In the listing that follows, how many lines include the word "PlaybackSnapshot"? Only the number is wanted.

**Material provided**
● ● ●
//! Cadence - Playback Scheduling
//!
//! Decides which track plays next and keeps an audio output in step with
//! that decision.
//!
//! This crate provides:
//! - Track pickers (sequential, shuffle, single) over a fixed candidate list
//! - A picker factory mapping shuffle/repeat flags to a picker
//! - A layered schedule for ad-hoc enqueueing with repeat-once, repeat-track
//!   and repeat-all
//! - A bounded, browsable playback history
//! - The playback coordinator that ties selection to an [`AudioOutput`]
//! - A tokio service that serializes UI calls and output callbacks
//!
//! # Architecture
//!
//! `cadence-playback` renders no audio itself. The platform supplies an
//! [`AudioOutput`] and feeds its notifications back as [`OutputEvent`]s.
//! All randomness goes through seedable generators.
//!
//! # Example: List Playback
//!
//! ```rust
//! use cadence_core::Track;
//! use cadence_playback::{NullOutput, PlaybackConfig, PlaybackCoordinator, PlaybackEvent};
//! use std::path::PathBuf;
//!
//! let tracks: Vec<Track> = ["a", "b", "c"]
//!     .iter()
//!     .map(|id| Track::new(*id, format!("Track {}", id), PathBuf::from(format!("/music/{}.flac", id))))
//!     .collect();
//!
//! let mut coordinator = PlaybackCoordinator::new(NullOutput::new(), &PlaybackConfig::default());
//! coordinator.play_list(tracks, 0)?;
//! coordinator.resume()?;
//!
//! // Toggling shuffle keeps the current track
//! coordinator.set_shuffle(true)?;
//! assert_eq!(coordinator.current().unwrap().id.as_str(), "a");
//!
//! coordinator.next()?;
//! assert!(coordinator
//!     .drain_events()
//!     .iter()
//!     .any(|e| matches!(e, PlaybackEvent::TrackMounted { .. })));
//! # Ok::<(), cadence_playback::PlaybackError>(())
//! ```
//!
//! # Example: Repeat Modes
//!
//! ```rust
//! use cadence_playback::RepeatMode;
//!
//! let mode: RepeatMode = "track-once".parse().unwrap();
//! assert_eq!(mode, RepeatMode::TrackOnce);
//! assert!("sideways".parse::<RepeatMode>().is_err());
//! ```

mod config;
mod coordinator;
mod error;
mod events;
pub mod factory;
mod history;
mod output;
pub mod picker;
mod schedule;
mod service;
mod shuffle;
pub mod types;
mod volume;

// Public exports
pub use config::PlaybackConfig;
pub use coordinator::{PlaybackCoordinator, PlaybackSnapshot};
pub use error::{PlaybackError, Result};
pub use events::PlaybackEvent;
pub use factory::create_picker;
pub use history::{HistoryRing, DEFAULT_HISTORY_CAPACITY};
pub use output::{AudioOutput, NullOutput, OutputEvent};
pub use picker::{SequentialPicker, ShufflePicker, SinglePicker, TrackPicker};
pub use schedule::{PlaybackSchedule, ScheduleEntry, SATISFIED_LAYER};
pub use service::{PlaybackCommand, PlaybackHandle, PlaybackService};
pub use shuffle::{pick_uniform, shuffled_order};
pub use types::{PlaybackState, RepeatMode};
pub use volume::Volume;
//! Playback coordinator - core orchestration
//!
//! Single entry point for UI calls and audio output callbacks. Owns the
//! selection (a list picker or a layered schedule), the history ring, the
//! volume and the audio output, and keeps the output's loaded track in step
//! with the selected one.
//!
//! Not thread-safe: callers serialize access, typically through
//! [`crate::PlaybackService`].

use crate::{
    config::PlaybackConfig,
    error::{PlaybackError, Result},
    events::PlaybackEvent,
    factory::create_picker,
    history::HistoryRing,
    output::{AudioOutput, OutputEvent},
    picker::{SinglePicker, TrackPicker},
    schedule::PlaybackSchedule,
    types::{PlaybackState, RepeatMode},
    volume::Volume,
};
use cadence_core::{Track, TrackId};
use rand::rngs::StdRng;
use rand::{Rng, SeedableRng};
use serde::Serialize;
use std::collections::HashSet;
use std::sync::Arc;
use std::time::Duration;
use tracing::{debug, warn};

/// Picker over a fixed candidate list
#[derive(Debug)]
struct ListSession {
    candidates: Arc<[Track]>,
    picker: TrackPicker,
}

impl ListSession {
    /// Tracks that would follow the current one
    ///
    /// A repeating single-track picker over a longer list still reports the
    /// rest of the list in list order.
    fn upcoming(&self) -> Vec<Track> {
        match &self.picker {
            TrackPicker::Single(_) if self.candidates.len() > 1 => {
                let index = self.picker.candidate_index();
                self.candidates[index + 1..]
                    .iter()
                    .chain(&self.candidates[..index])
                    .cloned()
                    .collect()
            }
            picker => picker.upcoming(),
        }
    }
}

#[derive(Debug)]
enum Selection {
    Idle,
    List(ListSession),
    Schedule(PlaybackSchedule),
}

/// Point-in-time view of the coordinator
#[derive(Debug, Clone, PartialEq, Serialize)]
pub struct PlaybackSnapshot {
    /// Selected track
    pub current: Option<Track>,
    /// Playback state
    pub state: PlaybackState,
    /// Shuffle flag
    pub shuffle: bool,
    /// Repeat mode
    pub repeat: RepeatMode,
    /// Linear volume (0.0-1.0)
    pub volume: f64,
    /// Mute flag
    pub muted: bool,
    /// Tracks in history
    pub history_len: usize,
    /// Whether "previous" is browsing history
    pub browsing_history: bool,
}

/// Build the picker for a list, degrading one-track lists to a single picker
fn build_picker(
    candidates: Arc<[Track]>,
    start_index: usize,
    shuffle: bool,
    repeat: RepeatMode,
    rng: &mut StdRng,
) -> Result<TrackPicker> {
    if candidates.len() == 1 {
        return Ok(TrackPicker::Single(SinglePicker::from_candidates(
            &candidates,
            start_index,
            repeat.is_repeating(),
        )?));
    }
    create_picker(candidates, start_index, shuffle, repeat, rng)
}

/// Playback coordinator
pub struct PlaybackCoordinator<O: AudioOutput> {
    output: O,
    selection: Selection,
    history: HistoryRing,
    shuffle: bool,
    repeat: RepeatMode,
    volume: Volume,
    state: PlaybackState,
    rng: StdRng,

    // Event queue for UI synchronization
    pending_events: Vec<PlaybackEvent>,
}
● ● ●
**Answer area**
2